Saved data entries:
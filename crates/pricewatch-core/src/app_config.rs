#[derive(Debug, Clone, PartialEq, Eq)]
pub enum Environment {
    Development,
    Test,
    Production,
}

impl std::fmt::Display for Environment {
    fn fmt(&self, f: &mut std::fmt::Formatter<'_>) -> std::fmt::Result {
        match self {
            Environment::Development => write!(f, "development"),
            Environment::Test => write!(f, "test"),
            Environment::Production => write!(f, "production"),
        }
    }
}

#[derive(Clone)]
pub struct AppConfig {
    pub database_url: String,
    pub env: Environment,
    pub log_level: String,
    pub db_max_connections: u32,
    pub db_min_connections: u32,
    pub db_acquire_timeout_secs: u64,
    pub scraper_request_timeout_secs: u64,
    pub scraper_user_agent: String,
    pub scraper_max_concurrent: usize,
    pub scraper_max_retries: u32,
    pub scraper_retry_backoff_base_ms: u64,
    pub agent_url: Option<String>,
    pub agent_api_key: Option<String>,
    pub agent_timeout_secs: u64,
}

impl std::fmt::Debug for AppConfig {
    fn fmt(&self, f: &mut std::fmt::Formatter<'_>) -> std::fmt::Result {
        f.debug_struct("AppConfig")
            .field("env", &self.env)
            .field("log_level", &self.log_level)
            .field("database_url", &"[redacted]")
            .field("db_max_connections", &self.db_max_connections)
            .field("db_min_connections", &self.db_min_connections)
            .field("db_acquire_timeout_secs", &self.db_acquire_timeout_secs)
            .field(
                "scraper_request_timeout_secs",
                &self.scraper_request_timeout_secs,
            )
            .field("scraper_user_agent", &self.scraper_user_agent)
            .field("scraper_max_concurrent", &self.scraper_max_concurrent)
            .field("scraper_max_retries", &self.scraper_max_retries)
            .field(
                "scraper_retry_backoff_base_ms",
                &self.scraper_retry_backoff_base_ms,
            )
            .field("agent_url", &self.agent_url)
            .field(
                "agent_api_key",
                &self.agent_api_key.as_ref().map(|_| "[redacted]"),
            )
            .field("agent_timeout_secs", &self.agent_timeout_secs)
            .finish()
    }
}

** Work instructions **
Scan the entries above for the word "Production" and collect each line holding it.

** Solution for this exercise **
    Production,
            Environment::Production => write!(f, "production"),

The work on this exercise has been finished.